On n'entend retentir que calomnies ou médisances cruelles. Lorsque chacun devrait uniquement se faire un devoir de servir Dieu, on entend dire : Parlons mal d'un tel et d'un tel; de celui-ci encore qui n'est pas digne d'appartenir au clergé, tant sa conduite est honteuse et déshonorante. Il nous faudrait déplorer nos péchés personnels, et nous jugeons les autres; lorsque nous n'aurions pas ce droit, quand même nous serions purs. de tout péché.

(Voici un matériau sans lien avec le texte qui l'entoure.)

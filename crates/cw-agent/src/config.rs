use cw_socket::OnboardingSettings;
use serde::{Deserialize, Serialize};
use std::{
    env, fs, io,
    path::{Path, PathBuf},
};

pub const DEFAULT_URL: &str = "http://localhost:9090";

#[derive(Debug, Clone, Default, PartialEq, Serialize, Deserialize)]
#[serde(default)]
pub struct AgentConfig {
    #[serde(skip_serializing_if = "Option::is_none")]
    pub prefs_path: Option<PathBuf>,
    #[serde(skip_serializing_if = "Option::is_none")]
    pub log_dir: Option<String>,
    pub connection: ConnectionConfig,
    pub onboarding: OnboardingSettings,
}

#[derive(Debug, Clone, PartialEq, Serialize, Deserialize)]
#[serde(default)]
pub struct ConnectionConfig {
    pub url: String,
    pub label: String,
    /// Socket namespace under the url; empty means the root namespace.
    pub namespace: String,
    pub remote: bool,
}

impl Default for ConnectionConfig {
    fn default() -> Self {
        Self {
            url: DEFAULT_URL.to_string(),
            label: "local".to_string(),
            namespace: String::new(),
            remote: false,
        }
    }
}

/// A missing file yields the defaults; a malformed one is an error.
pub fn load_config(path: &Path) -> anyhow::Result<AgentConfig> {
    if !path.exists() {
        return Ok(AgentConfig::default());
    }
    let contents = fs::read_to_string(path)?;
    let config = toml::from_str(&contents)
        .map_err(|err| anyhow::anyhow!("invalid config {}: {err}", path.display()))?;
    Ok(config)
}

pub fn save_config(path: &Path, config: &AgentConfig) -> io::Result<()> {
    if let Some(parent) = path.parent() {
        fs::create_dir_all(parent)?;
    }
    let contents = toml::to_string_pretty(config)
        .map_err(|err| io::Error::new(io::ErrorKind::InvalidData, err))?;
    fs::write(path, contents)
}

pub fn config_path(flag: Option<&Path>) -> PathBuf {
    if let Some(path) = flag {
        return path.to_path_buf();
    }
    if let Ok(path) = env::var("CW_CONFIG_PATH") {
        if !path.trim().is_empty() {
            return PathBuf::from(path);
        }
    }
    config_root().join("cw/agent.toml")
}

pub fn default_prefs_path() -> PathBuf {
    state_root().join("cw/prefs.json")
}

pub fn resolve_url(flag: Option<&str>, config: &ConnectionConfig) -> String {
    if let Some(value) = flag.filter(|value| !value.trim().is_empty()) {
        return value.to_string();
    }
    if let Ok(value) = env::var("CW_URL") {
        if !value.trim().is_empty() {
            return value;
        }
    }
    config.url.clone()
}

pub fn resolve_log_dir(flag: Option<&str>, config: &AgentConfig) -> String {
    if let Some(value) = flag.filter(|value| !value.trim().is_empty()) {
        return value.to_string();
    }
    if let Ok(value) = env::var("CW_LOG_DIR") {
        if !value.trim().is_empty() {
            return value;
        }
    }
    config.log_dir.clone().unwrap_or_default()
}

pub fn resolve_log_stdout() -> bool {
    if let Ok(value) = env::var("CW_LOG_STDOUT") {
        match value.trim() {
            "1" | "true" | "TRUE" | "yes" | "YES" => return true,
            "0" | "false" | "FALSE" | "no" | "NO" => return false,
            _ => {}
        }
    }
    true
}

/// Platforms without a state dir keep prefs next to other local data.
fn state_root() -> PathBuf {
    dirs::state_dir()
        .or_else(dirs::data_local_dir)
        .unwrap_or_else(|| home_root().join(".local/state"))
}

fn config_root() -> PathBuf {
    dirs::config_dir().unwrap_or_else(|| home_root().join(".config"))
}

fn home_root() -> PathBuf {
    dirs::home_dir().unwrap_or_else(|| PathBuf::from("."))
}

#[cfg(test)]
mod tests {
    use super::*;

    #[test]
    fn missing_file_uses_defaults() {
        let dir = tempfile::tempdir().expect("tempdir");
        let config = load_config(&dir.path().join("absent.toml")).expect("load");
        assert_eq!(config, AgentConfig::default());
        assert_eq!(config.connection.url, DEFAULT_URL);
        assert!(config.onboarding.overview_on_creation);
    }

    #[test]
    fn partial_tables_fill_in_defaults() {
        let dir = tempfile::tempdir().expect("tempdir");
        let path = dir.path().join("agent.toml");
        fs::write(
            &path,
            r#"
prefs_path = "/tmp/cw-prefs.json"

[connection]
url = "https://cw.example.com"
remote = true

[onboarding]
logs_on_creation = false
"#,
        )
        .expect("write");

        let config = load_config(&path).expect("load");
        assert_eq!(config.connection.url, "https://cw.example.com");
        assert!(config.connection.remote);
        assert_eq!(config.connection.label, "local");
        assert!(!config.onboarding.logs_on_creation);
        assert!(config.onboarding.overview_on_creation);
        assert_eq!(config.prefs_path, Some(PathBuf::from("/tmp/cw-prefs.json")));
    }

    #[test]
    fn malformed_file_is_an_error() {
        let dir = tempfile::tempdir().expect("tempdir");
        let path = dir.path().join("agent.toml");
        fs::write(&path, "[connection\nurl = ").expect("write");
        assert!(load_config(&path).is_err());
    }

    #[test]
    fn save_then_load_keeps_values() {
        let dir = tempfile::tempdir().expect("tempdir");
        let path = dir.path().join("nested").join("agent.toml");
        let mut config = AgentConfig::default();
        config.connection.namespace = "default".to_string();
        config.onboarding.add_new_projects_to_workspace = true;

        save_config(&path, &config).expect("save");
        assert_eq!(load_config(&path).expect("load"), config);
    }

    #[test]
    fn config_flag_wins_over_default_location() {
        let flag = Path::new("/etc/cw/agent.toml");
        assert_eq!(config_path(Some(flag)), flag);
    }

    #[test]
    fn default_prefs_live_under_cw_state() {
        let path = default_prefs_path();
        assert!(path.ends_with("cw/prefs.json"));
        assert!(path.is_absolute() || path.starts_with("."));
    }

    #[test]
    fn url_flag_wins_over_config() {
        let config = ConnectionConfig::default();
        assert_eq!(
            resolve_url(Some("http://10.0.0.5:9090"), &config),
            "http://10.0.0.5:9090"
        );
    }
}
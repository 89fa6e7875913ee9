//! Realtime event channel between a control-plane connection and the
//! client's view of its projects.

pub mod channel;
pub mod collaborators;
mod dispatch;
pub mod onboarding;
pub mod prefs;
pub mod resolver;
pub mod transport;

use thiserror::Error;

pub use channel::{channel_uri, EventChannel};
pub use collaborators::{Connection, Host, HostError, LogManager, LogsAction, Project, ProjectError};
pub use onboarding::Onboarding;
pub use prefs::{
    FilePreferenceStore, MemoryPreferenceStore, OnboardingSettings, PreferenceStore, Preferences,
    PrefsError, Setting,
};
pub use resolver::{ProjectResolver, ResolvedProject};
pub use transport::{SocketIoTransport, Transport, TransportEvent, TransportOptions};

#[derive(Debug, Error)]
pub enum ChannelError {
    #[error("namespace must not start with '/': {0}")]
    InvalidNamespace(String),
    #[error("invalid channel url: {0}")]
    InvalidUrl(String),
    #[error("unsupported url scheme: {0}")]
    UnsupportedScheme(String),
    #[error("transport is closed")]
    TransportClosed,
    #[error("{0}")]
    Unauthorized(String),
    #[error("event channel disconnected during authentication")]
    Disconnected,
    #[error("event channel was disposed")]
    Disposed,
}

Car, dit l'apôtre, « qui donc vous distingue? Qu'avez-vous que vous n'ayez reçu? Et si vous l'avez reçu, comment vous en glorifiez-vous comme si vous. ne l'aviez pas reçu?» (I Cor. IV, 7.) Et vous, comment jugez-vous votre frère, étant vous-même couvert de plaies sans nombre ? Quand vous aurez répété de lui: C'est un méchant, un pervers, un scélérat, ramenez votre pensée sur vous-même; sondez-vous, examinez-vous avec soin, et vous regretterez ce que vous aurez dit. Car aucune exhortation au monde, non, aucune ne vaut le souvenir de vos péchés. Si nous pratiquons au reste ces deux -points, nous pourrons gagner les biens promis, nous pourrons nous laver et nous purifier. Ayons seulement bien soin d'y penser et de porter là tous nos efforts, mes bien-aimés frères; livrons-nous en cette vie à la sainte douleur de l’âme, afin d'éviter dans l'autre l'inutile douleur du supplice; ainsi nous jouirons du bonheur éternel, d'où seront bannis la douleur, le deuil, le gémissement; ainsi nous atteindrons les biens impérissables qui surpassent toute intelligence humaine, en Jésus-Christ Notre-Seigneur à lui soit la gloire , aux siècles des siècles. Ainsi soit-il.